WORK REQUEST
Provide only the number of lines in the following data that contain "Option".

DATA PROVIDED

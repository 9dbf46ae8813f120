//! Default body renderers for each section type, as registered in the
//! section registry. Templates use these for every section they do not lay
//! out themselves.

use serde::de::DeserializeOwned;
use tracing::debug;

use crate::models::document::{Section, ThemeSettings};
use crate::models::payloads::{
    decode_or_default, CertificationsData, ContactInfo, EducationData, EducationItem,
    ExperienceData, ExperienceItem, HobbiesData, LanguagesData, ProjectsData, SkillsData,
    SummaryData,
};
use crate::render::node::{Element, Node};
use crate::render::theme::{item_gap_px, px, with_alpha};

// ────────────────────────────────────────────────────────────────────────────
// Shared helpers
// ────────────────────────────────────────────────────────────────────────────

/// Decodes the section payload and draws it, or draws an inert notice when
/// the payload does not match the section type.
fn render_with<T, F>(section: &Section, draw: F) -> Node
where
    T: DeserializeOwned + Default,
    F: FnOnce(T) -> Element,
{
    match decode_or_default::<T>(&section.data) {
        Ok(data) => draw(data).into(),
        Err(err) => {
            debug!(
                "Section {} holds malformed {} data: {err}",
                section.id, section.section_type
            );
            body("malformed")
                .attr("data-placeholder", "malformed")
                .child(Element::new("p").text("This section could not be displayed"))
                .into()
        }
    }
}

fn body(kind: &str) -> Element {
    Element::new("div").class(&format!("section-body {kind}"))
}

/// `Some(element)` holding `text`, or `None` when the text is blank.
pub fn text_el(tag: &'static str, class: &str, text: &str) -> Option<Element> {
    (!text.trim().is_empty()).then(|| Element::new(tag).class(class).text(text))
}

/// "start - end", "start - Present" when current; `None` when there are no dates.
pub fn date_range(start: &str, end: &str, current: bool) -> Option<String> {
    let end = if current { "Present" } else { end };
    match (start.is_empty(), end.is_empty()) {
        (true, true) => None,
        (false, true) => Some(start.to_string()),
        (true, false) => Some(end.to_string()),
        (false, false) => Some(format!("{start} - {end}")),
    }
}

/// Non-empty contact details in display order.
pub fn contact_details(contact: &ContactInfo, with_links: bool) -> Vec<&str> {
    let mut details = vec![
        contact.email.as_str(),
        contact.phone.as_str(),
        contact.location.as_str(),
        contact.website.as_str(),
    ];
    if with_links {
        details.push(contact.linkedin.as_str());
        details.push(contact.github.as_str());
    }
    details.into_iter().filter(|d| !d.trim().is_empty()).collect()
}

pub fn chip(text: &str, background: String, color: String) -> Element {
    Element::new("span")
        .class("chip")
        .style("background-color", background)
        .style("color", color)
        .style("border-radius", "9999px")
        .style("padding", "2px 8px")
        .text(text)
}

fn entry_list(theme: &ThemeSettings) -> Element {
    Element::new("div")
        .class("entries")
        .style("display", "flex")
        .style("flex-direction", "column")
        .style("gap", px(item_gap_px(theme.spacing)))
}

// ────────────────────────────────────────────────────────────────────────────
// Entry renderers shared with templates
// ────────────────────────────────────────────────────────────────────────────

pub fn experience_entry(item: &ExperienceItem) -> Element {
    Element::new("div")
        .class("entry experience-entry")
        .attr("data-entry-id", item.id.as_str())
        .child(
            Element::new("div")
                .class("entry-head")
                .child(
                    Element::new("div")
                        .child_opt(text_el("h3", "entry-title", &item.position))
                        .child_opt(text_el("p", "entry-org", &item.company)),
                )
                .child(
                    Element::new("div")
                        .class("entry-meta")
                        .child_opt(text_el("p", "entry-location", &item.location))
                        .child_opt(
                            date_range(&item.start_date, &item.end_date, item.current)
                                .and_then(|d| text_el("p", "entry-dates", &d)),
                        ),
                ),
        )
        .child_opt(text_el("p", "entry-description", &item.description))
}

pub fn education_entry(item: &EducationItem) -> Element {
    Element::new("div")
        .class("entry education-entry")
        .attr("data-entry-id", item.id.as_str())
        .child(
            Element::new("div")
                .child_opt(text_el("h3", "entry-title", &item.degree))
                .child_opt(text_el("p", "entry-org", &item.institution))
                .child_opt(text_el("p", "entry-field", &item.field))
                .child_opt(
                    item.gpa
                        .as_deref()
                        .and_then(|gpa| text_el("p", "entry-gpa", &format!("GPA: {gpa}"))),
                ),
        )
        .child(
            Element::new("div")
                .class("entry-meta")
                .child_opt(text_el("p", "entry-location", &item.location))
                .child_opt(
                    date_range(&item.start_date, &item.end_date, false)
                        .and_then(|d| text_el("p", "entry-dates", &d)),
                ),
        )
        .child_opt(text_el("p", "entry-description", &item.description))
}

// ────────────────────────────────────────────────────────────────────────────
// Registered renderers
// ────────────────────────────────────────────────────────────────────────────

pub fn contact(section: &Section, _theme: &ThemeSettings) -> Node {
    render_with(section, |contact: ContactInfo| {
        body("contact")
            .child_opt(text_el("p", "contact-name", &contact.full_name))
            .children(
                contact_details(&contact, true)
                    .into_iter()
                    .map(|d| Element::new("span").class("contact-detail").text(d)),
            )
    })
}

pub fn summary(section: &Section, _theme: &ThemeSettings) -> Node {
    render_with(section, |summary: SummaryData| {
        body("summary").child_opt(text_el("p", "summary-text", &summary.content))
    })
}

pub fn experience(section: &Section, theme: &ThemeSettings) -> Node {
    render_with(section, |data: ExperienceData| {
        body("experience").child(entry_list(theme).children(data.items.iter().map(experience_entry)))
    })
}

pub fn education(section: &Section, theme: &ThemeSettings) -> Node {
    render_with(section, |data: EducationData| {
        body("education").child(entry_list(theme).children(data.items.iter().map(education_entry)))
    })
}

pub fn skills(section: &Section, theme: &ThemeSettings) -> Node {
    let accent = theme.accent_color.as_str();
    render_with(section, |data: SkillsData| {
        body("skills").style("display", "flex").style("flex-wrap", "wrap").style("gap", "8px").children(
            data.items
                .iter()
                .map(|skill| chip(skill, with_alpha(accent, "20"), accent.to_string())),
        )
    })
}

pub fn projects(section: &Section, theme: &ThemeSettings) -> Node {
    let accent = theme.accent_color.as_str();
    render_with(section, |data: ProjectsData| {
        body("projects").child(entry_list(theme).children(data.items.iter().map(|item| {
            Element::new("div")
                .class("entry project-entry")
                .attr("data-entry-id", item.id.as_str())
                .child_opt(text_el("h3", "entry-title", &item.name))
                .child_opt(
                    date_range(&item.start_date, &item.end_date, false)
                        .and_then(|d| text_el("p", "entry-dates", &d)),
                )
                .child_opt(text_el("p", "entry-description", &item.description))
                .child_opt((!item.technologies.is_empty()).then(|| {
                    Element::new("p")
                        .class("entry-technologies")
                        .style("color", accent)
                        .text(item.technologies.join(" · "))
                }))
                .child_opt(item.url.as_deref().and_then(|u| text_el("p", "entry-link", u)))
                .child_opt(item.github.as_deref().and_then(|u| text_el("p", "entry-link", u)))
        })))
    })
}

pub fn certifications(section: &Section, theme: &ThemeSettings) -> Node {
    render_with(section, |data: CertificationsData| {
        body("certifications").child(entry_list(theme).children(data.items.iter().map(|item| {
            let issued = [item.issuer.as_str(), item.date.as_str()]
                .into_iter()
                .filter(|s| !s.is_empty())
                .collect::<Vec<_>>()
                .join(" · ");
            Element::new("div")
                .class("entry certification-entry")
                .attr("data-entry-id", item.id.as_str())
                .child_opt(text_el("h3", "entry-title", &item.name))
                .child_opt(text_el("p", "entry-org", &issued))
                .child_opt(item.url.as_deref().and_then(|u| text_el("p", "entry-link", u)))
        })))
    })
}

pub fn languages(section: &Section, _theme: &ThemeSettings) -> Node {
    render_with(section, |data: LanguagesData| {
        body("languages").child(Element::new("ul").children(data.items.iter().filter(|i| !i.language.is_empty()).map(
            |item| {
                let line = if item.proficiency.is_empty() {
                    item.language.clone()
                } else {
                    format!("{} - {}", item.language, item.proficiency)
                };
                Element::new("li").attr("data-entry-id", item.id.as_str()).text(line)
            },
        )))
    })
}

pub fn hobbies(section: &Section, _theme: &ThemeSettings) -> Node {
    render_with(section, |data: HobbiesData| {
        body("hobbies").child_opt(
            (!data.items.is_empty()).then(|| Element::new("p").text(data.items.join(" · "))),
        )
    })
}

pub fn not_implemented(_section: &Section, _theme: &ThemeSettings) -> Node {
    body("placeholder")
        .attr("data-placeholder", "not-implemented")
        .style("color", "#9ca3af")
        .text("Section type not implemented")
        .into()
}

...

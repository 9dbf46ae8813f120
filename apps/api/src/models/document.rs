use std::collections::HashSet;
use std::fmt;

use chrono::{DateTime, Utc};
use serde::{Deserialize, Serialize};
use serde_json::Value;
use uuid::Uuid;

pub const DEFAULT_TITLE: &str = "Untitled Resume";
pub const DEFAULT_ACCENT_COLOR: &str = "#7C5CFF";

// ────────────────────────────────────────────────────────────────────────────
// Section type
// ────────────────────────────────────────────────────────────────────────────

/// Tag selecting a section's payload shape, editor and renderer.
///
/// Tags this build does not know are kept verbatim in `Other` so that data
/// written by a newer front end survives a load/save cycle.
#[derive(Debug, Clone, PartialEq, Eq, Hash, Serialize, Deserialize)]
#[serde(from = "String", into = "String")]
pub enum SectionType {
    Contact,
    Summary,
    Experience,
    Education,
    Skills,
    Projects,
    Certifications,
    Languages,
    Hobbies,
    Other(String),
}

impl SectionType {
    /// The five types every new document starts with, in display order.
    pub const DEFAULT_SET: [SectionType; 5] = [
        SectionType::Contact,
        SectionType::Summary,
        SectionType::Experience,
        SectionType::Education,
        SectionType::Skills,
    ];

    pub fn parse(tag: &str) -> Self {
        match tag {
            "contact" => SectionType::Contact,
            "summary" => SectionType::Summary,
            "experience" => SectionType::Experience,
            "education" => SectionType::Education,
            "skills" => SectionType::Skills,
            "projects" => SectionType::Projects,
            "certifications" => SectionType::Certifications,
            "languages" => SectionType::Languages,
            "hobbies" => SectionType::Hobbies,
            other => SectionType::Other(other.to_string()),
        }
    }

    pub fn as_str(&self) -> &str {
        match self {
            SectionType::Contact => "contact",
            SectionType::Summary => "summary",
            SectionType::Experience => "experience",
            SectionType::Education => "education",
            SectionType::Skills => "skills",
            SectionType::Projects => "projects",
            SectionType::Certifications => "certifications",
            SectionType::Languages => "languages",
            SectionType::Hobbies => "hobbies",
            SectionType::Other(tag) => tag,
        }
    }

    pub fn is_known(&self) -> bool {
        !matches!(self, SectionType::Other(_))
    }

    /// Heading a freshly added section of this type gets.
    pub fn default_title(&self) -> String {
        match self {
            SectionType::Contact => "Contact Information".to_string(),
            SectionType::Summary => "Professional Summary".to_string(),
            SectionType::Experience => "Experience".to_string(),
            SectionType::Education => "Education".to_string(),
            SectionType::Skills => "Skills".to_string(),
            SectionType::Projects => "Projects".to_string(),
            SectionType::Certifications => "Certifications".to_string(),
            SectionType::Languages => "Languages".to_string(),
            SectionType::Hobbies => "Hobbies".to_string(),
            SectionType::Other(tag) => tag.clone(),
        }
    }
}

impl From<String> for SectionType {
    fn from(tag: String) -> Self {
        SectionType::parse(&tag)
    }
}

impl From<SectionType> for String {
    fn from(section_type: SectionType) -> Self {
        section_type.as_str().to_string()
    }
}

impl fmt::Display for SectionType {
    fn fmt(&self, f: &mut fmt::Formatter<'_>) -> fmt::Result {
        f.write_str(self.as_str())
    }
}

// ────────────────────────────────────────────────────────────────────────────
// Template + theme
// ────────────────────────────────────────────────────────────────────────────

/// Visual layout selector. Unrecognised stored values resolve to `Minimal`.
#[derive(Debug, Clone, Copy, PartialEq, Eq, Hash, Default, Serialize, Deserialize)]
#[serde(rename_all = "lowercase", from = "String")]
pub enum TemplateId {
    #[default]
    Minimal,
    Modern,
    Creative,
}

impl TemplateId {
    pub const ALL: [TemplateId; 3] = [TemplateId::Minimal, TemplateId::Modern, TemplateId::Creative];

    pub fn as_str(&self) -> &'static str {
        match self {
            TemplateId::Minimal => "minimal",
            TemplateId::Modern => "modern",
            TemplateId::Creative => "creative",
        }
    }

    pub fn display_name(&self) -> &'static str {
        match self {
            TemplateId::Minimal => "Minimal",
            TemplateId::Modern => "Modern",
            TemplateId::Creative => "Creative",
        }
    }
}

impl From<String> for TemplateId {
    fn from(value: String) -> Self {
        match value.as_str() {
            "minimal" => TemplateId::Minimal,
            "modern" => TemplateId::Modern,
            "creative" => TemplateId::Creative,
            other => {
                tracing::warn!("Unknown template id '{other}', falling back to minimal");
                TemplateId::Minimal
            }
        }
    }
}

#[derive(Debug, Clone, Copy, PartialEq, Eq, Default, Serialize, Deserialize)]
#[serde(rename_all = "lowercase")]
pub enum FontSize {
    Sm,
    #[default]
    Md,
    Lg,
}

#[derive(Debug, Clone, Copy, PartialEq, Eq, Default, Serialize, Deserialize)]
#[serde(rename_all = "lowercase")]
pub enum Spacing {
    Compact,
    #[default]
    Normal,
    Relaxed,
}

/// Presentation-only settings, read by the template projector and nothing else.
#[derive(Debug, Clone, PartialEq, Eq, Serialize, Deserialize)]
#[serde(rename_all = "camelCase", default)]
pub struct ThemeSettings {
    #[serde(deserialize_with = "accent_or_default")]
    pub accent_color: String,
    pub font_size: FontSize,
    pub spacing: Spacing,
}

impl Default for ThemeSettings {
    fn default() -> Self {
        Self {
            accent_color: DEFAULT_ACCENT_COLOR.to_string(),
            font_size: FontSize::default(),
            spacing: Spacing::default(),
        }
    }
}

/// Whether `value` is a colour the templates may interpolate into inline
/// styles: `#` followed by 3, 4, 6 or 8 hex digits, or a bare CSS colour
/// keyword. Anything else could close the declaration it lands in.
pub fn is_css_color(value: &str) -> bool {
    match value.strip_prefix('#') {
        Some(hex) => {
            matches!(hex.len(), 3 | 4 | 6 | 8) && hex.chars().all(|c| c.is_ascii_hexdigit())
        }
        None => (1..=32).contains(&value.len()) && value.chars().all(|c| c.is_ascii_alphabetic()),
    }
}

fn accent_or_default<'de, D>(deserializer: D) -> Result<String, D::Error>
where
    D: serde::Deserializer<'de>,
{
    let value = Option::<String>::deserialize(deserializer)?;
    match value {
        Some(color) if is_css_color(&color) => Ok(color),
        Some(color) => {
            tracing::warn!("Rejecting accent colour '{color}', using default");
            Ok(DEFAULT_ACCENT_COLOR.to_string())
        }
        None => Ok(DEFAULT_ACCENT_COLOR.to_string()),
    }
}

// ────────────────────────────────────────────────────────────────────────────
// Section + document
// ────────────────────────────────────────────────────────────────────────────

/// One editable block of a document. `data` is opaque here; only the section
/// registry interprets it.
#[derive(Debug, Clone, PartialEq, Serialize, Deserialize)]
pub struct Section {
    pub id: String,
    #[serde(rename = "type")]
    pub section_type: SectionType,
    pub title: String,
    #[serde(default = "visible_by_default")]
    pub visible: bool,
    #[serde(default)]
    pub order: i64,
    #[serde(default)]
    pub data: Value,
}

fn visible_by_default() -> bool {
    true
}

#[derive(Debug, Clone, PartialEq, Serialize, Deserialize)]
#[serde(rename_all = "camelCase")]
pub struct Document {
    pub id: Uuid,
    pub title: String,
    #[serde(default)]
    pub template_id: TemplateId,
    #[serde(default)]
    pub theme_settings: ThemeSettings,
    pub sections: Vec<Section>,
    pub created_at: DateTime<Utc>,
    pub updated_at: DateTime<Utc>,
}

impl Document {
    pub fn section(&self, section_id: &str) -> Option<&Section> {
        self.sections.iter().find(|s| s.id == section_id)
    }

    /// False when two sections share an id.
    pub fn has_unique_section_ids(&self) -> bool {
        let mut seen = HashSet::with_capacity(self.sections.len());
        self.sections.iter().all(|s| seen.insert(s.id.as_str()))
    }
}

YOUR RESPONSE
4